What this task involves:
Every line with the word "evaluation" in it should be extracted from the data that follows.

Exercise inputs:
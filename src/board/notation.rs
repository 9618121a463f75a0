// Copyright 2025 The chess-rules Authors
//
//    Licensed under the Apache License, Version 2.0 (the "License");
//    you may not use this file except in compliance with the License.
//    You may obtain a copy of the License at
//
//        http://www.apache.org/licenses/LICENSE-2.0
//
//    Unless required by applicable law or agreed to in writing, software
//    distributed under the License is distributed on an "AS IS" BASIS,
//    WITHOUT WARRANTIES OR CONDITIONS OF ANY KIND, either express or implied.
//    See the License for the specific language governing permissions and
//    limitations under the License.

//! Textual renderings of a [`Move`]: algebraic notation for the move
//! history, and the engine-protocol coordinate form for the external
//! evaluation collaborator.

use anyhow::{bail, Context, Result};

use super::material::PieceKind;
use super::moves::Move;
use super::position::Position;

impl Move {
    /// Algebraic notation derived from the move's flags, recomputed on
    /// every call rather than stored.
    ///
    /// Castling renders `O-O` when the king moved toward the h-file and
    /// `O-O-O` otherwise, decided purely by comparing columns. Two
    /// identical pieces able to reach the same square are not
    /// disambiguated.
    pub fn to_algebraic_notation(&self) -> String {
        let mut text = if self.is_castling() {
            if self.to().column() > self.from().column() {
                String::from("O-O")
            } else {
                String::from("O-O-O")
            }
        } else if self.piece().kind() == PieceKind::Pawn {
            let mut text = String::new();
            if self.is_capture() {
                text.push(self.from().column_letter());
                text.push('x');
            }
            text.push_str(&self.to().to_string());
            if let Some(kind) = self.promoted_to() {
                text.push('=');
                text.push_str(kind.symbol());
            }
            if self.is_en_passant() {
                text.push_str(" e.p.");
            }
            text
        } else {
            let mut text = String::from(self.piece().kind().symbol());
            if self.is_capture() {
                text.push('x');
            }
            text.push_str(&self.to().to_string());
            text
        };
        if self.is_checkmate() {
            text.push('#');
        } else if self.is_check() {
            text.push('+');
        }
        text
    }

    /// Engine-protocol coordinate form: `<from><to>` with a lowercase
    /// promotion letter appended when one applies, e.g. `e7e8q`.
    pub fn to_uci(&self) -> String {
        let mut text = format!("{}{}", self.from(), self.to());
        if let Some(kind) = self.promoted_to() {
            text.push(promotion_letter(kind));
        }
        text
    }
}

fn promotion_letter(kind: PieceKind) -> char {
    match kind {
        PieceKind::Rook => 'r',
        PieceKind::Bishop => 'b',
        PieceKind::Knight => 'n',
        _ => 'q',
    }
}

/// Parse an engine-protocol move like `"e2e4"` or `"e7e8q"` into its
/// squares and optional promotion choice. This is the boundary through
/// which an evaluation collaborator's best-move reply comes back in.
pub fn from_uci(text: &str) -> Result<(Position, Position, Option<PieceKind>)> {
    if !text.is_ascii() || (text.len() != 4 && text.len() != 5) {
        bail!("expected a move like \"e2e4\" or \"e7e8q\", got {text:?}");
    }
    let from = Position::from_algebraic(&text[0..2])
        .with_context(|| format!("bad source square in {text:?}"))?;
    let to = Position::from_algebraic(&text[2..4])
        .with_context(|| format!("bad destination square in {text:?}"))?;
    let promotion = match text[4..].chars().next() {
        None => None,
        Some('q') => Some(PieceKind::Queen),
        Some('r') => Some(PieceKind::Rook),
        Some('b') => Some(PieceKind::Bishop),
        Some('n') => Some(PieceKind::Knight),
        Some(other) => bail!("unknown promotion piece {other:?} in {text:?}"),
    };
    Ok((from, to, promotion))
}
#[cfg(test)]
mod tests {
    use super::*;

    fn at(name: &str) -> Position {
        Position::from_algebraic(name).unwrap()
    }

    fn play(game: &mut ChessGame, from: &str, to: &str) -> Move {
        game.attempt_move(at(from), at(to), None).unwrap()
    }

    #[test]
    fn test_opening_moves_alternate_players() {
        let mut game = ChessGame::new();
        assert_eq!(game.current_player(), White);

        play(&mut game, "e2", "e4");
        assert_eq!(game.current_player(), Black);

        play(&mut game, "e7", "e5");
        assert_eq!(game.current_player(), White);
        assert_eq!(game.move_history().len(), 2);
        assert_eq!(game.status(), GameStatus::InProgress);
    }

    #[test]
    fn test_empty_source_and_wrong_color() {
        let mut game = ChessGame::new();
        assert_eq!(
            game.attempt_move(at("e4"), at("e5"), None),
            Err(MoveError::EmptySource)
        );
        assert_eq!(
            game.attempt_move(at("e7"), at("e5"), None),
            Err(MoveError::WrongColor)
        );
    }

    #[test]
    fn test_moves_onto_friends_rejected_as_illegal() {
        let mut game = ChessGame::new();
        // geometry holds, destination holds a friend
        assert_eq!(
            game.attempt_move(at("d1"), at("d2"), None),
            Err(MoveError::IllegalForPiece)
        );
        // geometry fails too; same rejection, not an ownership one
        assert_eq!(
            game.attempt_move(at("a1"), at("b2"), None),
            Err(MoveError::IllegalForPiece)
        );
    }

    #[test]
    fn test_move_history_formatting() {
        let mut game = ChessGame::new();
        play(&mut game, "e2", "e4");
        assert_eq!(game.formatted_move_history(), vec!["1. e4"]);

        play(&mut game, "e7", "e5");
        play(&mut game, "g1", "f3");
        play(&mut game, "b8", "c6");
        assert_eq!(
            game.formatted_move_history(),
            vec!["1. e4 e5", "2. Nf3 Nc6"]
        );
    }

    #[test]
    fn test_self_check_rejected_and_board_untouched() {
        let mut game = ChessGame::new();
        play(&mut game, "e2", "e4");
        play(&mut game, "e7", "e5");
        play(&mut game, "d1", "h5");
        play(&mut game, "b8", "c6");
        let sortie = play(&mut game, "h5", "f7");
        assert!(sortie.is_check());
        assert_eq!(game.status(), GameStatus::BlackCheck);

        // a knight move ignores the check and is refused outright
        let before = game.board().clone();
        assert_eq!(
            game.attempt_move(at("g8"), at("f6"), None),
            Err(MoveError::SelfCheck)
        );
        assert_eq!(*game.board(), before);

        // taking the queen resolves it
        let rescue = play(&mut game, "e8", "f7");
        assert!(rescue.is_capture());
        assert_eq!(game.status(), GameStatus::InProgress);
    }

    #[test]
    fn test_fools_mate_ends_the_game() {
        let mut game = ChessGame::new();
        play(&mut game, "f2", "f3");
        play(&mut game, "e7", "e5");
        play(&mut game, "g2", "g4");
        let mate = play(&mut game, "d8", "h4");

        assert!(mate.is_check());
        assert!(mate.is_checkmate());
        assert_eq!(mate.to_algebraic_notation(), "Qh4#");
        assert_eq!(game.status(), GameStatus::WhiteCheckMate);
        assert_eq!(game.pgn_result(), "1-0");
        assert_eq!(
            game.attempt_move(at("a2"), at("a3"), None),
            Err(MoveError::GameOver)
        );
    }

    #[test]
    fn test_en_passant_capture() {
        let mut game = ChessGame::new();
        play(&mut game, "d2", "d4");
        play(&mut game, "a7", "a6");
        play(&mut game, "d4", "d5");
        play(&mut game, "e7", "e5");
        assert_eq!(game.last_pawn_double_move(), Some(at("e5")));

        let capture = play(&mut game, "d5", "e6");
        assert!(capture.is_en_passant());
        assert!(capture.is_capture());
        assert_eq!(capture.to_algebraic_notation(), "dxe6 e.p.");
        assert!(game.board().piece_at(at("e5")).is_none());
        assert_eq!(
            game.board().piece_at(at("e6")).map(|p| p.kind()),
            Some(PieceKind::Pawn)
        );
    }

    #[test]
    fn test_en_passant_window_closes() {
        let mut game = ChessGame::new();
        play(&mut game, "d2", "d4");
        play(&mut game, "a7", "a6");
        play(&mut game, "d4", "d5");
        play(&mut game, "e7", "e5");
        play(&mut game, "g1", "f3");
        assert_eq!(game.last_pawn_double_move(), None);

        play(&mut game, "a6", "a5");
        assert_eq!(
            game.attempt_move(at("d5"), at("e6"), None),
            Err(MoveError::IllegalForPiece)
        );
    }

    #[test]
    fn test_single_pawn_step_disarms_marker() {
        let mut game = ChessGame::new();
        play(&mut game, "d2", "d4");
        assert_eq!(game.last_pawn_double_move(), Some(at("d4")));

        play(&mut game, "a7", "a6");
        assert_eq!(game.last_pawn_double_move(), None);
    }

    #[test]
    fn test_en_passant_rejected_after_intervening_pawn_steps() {
        let mut game = ChessGame::new();
        play(&mut game, "e2", "e4");
        play(&mut game, "a7", "a6");
        play(&mut game, "e4", "e5");
        play(&mut game, "d7", "d5");
        assert_eq!(game.last_pawn_double_move(), Some(at("d5")));

        // single pawn steps by both sides close the one-ply window
        play(&mut game, "h2", "h3");
        play(&mut game, "h7", "h6");
        assert_eq!(
            game.attempt_move(at("e5"), at("d6"), None),
            Err(MoveError::IllegalForPiece)
        );
        assert_eq!(
            game.board().piece_at(at("d5")).map(|p| p.kind()),
            Some(PieceKind::Pawn)
        );
    }

    #[test]
    fn test_promotion_requires_a_valid_choice() {
        let mut game = ChessGame::new();
        play(&mut game, "a2", "a4");
        play(&mut game, "b7", "b5");
        play(&mut game, "a4", "b5");
        play(&mut game, "a7", "a6");
        play(&mut game, "b5", "a6");
        play(&mut game, "d7", "d6");
        play(&mut game, "a6", "a7");
        play(&mut game, "d6", "d5");

        assert_eq!(
            game.attempt_move(at("a7"), at("b8"), None),
            Err(MoveError::PromotionRequired)
        );
        assert_eq!(
            game.attempt_move(at("a7"), at("b8"), Some(PieceKind::King)),
            Err(MoveError::InvalidPromotion)
        );
        assert_eq!(
            game.attempt_move(at("a7"), at("b8"), Some(PieceKind::Pawn)),
            Err(MoveError::InvalidPromotion)
        );

        let crowning = game
            .attempt_move(at("a7"), at("b8"), Some(PieceKind::Queen))
            .unwrap();
        assert!(crowning.is_promotion());
        assert_eq!(crowning.to_algebraic_notation(), "axb8=Q");
        let queen = game.board().piece_at(at("b8")).unwrap();
        assert_eq!(queen.kind(), PieceKind::Queen);
        assert_eq!(queen.color(), White);
    }

    #[test]
    fn test_kingside_castling() {
        let mut game = ChessGame::new();
        play(&mut game, "g1", "f3");
        play(&mut game, "a7", "a6");
        play(&mut game, "e2", "e3");
        play(&mut game, "b7", "b6");
        play(&mut game, "f1", "e2");
        play(&mut game, "c7", "c6");

        let castle = play(&mut game, "e1", "g1");
        assert!(castle.is_castling());
        assert_eq!(castle.to_algebraic_notation(), "O-O");
        assert_eq!(
            game.board().piece_at(at("g1")).map(|p| p.kind()),
            Some(PieceKind::King)
        );
        assert_eq!(
            game.board().piece_at(at("f1")).map(|p| p.kind()),
            Some(PieceKind::Rook)
        );
        assert!(game.board().piece_at(at("h1")).is_none());
        assert!(game.board().piece_at(at("f1")).unwrap().has_moved());
    }

    #[test]
    fn test_queenside_castling() {
        let mut game = ChessGame::new();
        play(&mut game, "d2", "d4");
        play(&mut game, "a7", "a6");
        play(&mut game, "c1", "f4");
        play(&mut game, "b7", "b6");
        play(&mut game, "b1", "c3");
        play(&mut game, "c7", "c6");
        play(&mut game, "d1", "d2");
        play(&mut game, "d7", "d6");

        let castle = play(&mut game, "e1", "c1");
        assert!(castle.is_castling());
        assert_eq!(castle.to_algebraic_notation(), "O-O-O");
        assert_eq!(
            game.board().piece_at(at("c1")).map(|p| p.kind()),
            Some(PieceKind::King)
        );
        let rook = game.board().piece_at(at("d1")).unwrap();
        assert_eq!(rook.kind(), PieceKind::Rook);
        assert!(rook.has_moved());
        assert!(game.board().piece_at(at("a1")).is_none());
        assert!(game.board().piece_at(at("b1")).is_none());
    }

    #[test]
    fn test_castling_needs_a_clear_lane() {
        let mut game = ChessGame::new();
        assert_eq!(
            game.attempt_move(at("e1"), at("g1"), None),
            Err(MoveError::IllegalForPiece)
        );
    }

    #[test]
    fn test_castling_denied_after_king_returns_home() {
        let mut game = ChessGame::new();
        play(&mut game, "g1", "f3");
        play(&mut game, "a7", "a6");
        play(&mut game, "e2", "e3");
        play(&mut game, "b7", "b6");
        play(&mut game, "f1", "e2");
        play(&mut game, "c7", "c6");
        play(&mut game, "e1", "f1");
        play(&mut game, "d7", "d6");
        play(&mut game, "f1", "e1");
        play(&mut game, "e7", "e6");

        assert_eq!(
            game.attempt_move(at("e1"), at("g1"), None),
            Err(MoveError::IllegalForPiece)
        );
    }

    #[test]
    fn test_fen_output() {
        let mut game = ChessGame::new();
        assert_eq!(
            game.to_fen(),
            "rnbqkbnr/pppppppp/8/8/8/8/PPPPPPPP/RNBQKBNR w KQkq - 0 1"
        );

        play(&mut game, "e2", "e4");
        assert_eq!(
            game.to_fen(),
            "rnbqkbnr/pppppppp/8/8/4P3/8/PPPP1PPP/RNBQKBNR b KQkq e3 0 1"
        );
    }

    #[test]
    fn test_fen_castling_rights_shrink() {
        let mut game = ChessGame::new();
        play(&mut game, "h2", "h4");
        play(&mut game, "a7", "a6");
        play(&mut game, "h1", "h3");
        play(&mut game, "b7", "b6");
        assert!(game.to_fen().contains(" Qkq "));
    }

    #[test]
    fn test_declare_draw_and_reset() {
        let mut game = ChessGame::new();
        play(&mut game, "e2", "e4");
        game.declare_draw();
        assert_eq!(game.status(), GameStatus::Draw);
        assert_eq!(game.pgn_result(), "1/2-1/2");
        assert_eq!(
            game.attempt_move(at("e7"), at("e5"), None),
            Err(MoveError::GameOver)
        );

        game.reset();
        assert_eq!(game.status(), GameStatus::InProgress);
        assert_eq!(game.current_player(), White);
        assert!(game.move_history().is_empty());
        assert_eq!(*game.board(), Board::new());
    }

    #[test]
    fn test_players_survive_a_reset() {
        let mut game = ChessGame::with_players("Anderssen", "Kieseritzky");
        play(&mut game, "e2", "e4");
        game.reset();
        assert_eq!(game.white_player(), "Anderssen");
        assert_eq!(game.black_player(), "Kieseritzky");
    }

    #[test]
    fn test_promotion_options() {
        let game = ChessGame::new();
        let options = game.promotion_options();
        assert_eq!(options.len(), 4);
        assert!(options.contains(&PieceKind::Queen));
        assert!(!options.contains(&PieceKind::King));
    }

    #[test]
    fn test_pgn_result_undecided() {
        let game = ChessGame::new();
        assert_eq!(game.pgn_result(), "*");
    }
}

Response:
//! evaluation collaborator.
/// which an evaluation collaborator's best-move reply comes back in.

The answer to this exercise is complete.